**The task**
Nothing but the lines from the top of the following entries through the line with "it is driven" should be printed, exactly as they are.

Dataset entries
▽
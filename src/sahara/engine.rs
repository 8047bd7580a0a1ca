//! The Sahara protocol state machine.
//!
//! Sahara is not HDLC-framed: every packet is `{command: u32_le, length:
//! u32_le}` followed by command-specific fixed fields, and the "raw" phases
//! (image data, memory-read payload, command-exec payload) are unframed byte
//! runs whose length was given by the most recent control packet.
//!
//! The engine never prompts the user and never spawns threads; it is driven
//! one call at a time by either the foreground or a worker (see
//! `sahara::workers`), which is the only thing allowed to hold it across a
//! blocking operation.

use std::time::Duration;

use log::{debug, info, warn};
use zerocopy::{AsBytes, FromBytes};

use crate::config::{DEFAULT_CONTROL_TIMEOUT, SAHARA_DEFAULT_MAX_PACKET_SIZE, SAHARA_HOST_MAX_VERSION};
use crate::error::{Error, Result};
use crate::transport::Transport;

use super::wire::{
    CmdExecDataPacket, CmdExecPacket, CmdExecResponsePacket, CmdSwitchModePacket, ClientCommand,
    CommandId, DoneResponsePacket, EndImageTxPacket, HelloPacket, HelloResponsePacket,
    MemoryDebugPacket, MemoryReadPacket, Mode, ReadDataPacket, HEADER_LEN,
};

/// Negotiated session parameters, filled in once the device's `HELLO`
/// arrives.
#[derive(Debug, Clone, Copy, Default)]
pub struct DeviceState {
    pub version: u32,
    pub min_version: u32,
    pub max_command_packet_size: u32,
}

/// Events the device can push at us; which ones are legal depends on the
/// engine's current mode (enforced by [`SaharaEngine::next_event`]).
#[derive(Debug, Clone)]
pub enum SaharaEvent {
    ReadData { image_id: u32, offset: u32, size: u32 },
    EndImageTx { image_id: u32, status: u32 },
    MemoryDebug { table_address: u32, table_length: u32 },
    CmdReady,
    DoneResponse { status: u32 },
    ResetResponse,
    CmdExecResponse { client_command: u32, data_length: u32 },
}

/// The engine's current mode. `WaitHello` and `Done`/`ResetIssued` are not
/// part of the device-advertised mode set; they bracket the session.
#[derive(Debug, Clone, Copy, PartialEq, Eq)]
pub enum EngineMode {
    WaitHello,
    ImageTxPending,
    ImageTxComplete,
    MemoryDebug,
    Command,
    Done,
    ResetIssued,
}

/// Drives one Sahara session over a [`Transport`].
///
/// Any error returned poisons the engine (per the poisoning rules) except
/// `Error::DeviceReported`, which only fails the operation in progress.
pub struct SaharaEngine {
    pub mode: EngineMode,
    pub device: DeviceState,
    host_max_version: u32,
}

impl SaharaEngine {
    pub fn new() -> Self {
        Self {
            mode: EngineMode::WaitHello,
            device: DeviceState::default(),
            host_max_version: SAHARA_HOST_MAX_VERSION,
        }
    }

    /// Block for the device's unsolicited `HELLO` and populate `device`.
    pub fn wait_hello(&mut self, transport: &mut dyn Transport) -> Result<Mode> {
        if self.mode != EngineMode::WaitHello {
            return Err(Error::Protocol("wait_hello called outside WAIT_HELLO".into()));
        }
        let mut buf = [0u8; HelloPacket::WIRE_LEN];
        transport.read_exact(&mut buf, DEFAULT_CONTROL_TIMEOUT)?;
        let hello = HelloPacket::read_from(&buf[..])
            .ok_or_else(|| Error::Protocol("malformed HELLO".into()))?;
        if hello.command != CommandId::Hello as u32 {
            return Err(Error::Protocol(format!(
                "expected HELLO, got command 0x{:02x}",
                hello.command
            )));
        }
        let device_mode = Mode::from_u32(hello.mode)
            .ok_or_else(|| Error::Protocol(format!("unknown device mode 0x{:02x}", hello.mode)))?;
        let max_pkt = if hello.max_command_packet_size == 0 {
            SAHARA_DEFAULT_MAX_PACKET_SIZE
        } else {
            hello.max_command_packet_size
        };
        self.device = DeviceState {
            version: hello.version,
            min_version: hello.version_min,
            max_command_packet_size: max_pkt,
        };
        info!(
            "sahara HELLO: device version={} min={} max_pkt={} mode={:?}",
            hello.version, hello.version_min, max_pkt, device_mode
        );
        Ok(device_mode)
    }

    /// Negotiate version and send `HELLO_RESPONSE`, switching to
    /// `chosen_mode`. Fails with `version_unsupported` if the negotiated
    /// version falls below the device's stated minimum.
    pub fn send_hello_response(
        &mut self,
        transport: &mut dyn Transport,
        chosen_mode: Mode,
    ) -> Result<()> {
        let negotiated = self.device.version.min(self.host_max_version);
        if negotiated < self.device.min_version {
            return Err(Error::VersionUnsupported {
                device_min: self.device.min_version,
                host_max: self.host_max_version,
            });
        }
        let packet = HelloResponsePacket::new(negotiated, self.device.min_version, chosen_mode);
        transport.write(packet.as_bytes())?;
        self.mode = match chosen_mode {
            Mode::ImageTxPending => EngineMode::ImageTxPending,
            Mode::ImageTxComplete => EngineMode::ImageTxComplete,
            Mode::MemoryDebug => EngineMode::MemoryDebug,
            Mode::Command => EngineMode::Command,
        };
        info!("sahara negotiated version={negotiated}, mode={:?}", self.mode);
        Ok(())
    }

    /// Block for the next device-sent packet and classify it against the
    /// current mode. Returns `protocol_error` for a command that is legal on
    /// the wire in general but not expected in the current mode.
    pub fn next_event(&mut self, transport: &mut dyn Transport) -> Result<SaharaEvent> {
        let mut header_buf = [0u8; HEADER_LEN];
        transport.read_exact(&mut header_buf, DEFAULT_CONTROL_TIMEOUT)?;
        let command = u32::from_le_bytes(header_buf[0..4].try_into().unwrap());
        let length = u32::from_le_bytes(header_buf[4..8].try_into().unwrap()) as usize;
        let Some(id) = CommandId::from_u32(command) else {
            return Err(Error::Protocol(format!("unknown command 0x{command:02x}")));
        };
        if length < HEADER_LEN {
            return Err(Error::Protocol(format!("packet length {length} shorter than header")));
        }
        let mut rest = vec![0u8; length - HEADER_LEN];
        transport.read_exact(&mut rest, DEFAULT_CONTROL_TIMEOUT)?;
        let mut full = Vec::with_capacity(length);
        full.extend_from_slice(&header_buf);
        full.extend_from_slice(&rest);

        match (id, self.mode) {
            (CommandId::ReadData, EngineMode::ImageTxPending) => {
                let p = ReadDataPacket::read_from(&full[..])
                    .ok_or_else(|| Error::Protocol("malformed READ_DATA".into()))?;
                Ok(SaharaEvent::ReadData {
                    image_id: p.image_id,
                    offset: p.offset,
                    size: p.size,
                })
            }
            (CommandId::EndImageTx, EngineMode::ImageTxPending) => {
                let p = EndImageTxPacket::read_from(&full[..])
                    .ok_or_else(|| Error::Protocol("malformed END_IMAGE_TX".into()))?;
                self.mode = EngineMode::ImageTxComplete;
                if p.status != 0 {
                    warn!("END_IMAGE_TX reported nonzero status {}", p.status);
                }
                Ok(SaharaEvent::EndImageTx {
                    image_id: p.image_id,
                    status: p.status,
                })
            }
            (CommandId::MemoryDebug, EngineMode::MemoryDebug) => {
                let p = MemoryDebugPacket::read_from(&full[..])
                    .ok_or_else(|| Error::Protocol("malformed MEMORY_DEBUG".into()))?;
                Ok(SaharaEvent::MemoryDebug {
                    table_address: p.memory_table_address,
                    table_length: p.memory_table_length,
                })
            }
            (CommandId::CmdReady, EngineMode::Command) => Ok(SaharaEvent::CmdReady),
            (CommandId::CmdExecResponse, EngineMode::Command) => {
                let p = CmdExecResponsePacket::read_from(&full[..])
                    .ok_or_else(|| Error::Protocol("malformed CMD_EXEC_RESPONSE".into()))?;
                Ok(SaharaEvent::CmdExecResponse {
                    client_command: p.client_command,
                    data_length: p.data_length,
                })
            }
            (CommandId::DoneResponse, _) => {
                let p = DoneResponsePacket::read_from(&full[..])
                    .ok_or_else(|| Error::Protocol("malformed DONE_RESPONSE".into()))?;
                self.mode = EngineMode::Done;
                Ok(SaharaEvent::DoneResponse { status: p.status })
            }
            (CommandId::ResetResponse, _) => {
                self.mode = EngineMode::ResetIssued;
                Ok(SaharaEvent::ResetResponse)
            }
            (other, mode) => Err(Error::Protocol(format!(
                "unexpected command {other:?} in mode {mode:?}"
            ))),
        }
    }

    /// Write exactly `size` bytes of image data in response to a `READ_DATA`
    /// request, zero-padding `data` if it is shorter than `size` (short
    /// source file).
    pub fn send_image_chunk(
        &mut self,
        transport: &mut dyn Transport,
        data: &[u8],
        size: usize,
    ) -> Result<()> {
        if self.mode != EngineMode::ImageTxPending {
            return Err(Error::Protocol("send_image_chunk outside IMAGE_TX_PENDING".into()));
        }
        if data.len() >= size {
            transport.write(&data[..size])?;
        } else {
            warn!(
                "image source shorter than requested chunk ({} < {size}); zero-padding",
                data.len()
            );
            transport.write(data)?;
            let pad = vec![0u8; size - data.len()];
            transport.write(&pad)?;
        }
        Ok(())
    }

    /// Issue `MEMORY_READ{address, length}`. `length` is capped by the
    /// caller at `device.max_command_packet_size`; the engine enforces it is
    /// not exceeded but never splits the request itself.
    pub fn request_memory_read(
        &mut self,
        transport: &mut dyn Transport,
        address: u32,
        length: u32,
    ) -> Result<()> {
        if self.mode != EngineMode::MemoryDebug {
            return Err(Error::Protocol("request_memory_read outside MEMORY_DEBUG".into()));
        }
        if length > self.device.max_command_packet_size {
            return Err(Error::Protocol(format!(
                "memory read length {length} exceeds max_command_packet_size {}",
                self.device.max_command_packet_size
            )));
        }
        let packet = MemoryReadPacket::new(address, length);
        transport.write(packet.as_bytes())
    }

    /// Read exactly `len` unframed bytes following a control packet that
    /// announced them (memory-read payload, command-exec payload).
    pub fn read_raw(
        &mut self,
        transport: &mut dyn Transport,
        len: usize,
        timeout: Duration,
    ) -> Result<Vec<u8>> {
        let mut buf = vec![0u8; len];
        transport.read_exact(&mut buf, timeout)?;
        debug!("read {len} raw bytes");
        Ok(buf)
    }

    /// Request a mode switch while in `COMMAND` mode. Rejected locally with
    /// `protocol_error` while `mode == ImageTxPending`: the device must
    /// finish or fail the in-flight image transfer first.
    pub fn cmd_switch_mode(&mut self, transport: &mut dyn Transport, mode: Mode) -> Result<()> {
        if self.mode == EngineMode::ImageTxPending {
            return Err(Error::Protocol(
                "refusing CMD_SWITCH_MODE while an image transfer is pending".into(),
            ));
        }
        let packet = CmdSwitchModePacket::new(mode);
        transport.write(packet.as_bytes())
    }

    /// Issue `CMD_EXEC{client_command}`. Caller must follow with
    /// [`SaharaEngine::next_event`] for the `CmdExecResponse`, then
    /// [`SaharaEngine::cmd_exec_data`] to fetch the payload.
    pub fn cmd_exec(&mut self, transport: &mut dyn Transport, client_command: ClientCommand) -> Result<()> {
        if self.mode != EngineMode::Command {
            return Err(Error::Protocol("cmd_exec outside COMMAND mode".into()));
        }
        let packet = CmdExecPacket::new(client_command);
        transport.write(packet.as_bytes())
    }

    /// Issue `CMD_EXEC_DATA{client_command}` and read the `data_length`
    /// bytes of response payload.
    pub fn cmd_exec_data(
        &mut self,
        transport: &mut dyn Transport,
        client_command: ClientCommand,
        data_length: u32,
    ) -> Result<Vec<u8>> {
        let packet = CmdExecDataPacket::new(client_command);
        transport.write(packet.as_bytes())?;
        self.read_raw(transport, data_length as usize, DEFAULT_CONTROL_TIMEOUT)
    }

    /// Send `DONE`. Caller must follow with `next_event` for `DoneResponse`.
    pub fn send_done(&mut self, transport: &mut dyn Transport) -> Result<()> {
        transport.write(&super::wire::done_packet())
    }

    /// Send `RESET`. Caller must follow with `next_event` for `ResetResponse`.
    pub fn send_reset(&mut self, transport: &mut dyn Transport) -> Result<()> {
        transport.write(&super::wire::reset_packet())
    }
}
△
**Response**
filename src/sahara/engine.rs
repository 8047bd7580a0a1ca
//! The Sahara protocol state machine.
//!
//! Sahara is not HDLC-framed: every packet is `{command: u32_le, length:
//! u32_le}` followed by command-specific fixed fields, and the "raw" phases
//! (image data, memory-read payload, command-exec payload) are unframed byte
//! runs whose length was given by the most recent control packet.
//!
//! The engine never prompts the user and never spawns threads; it is driven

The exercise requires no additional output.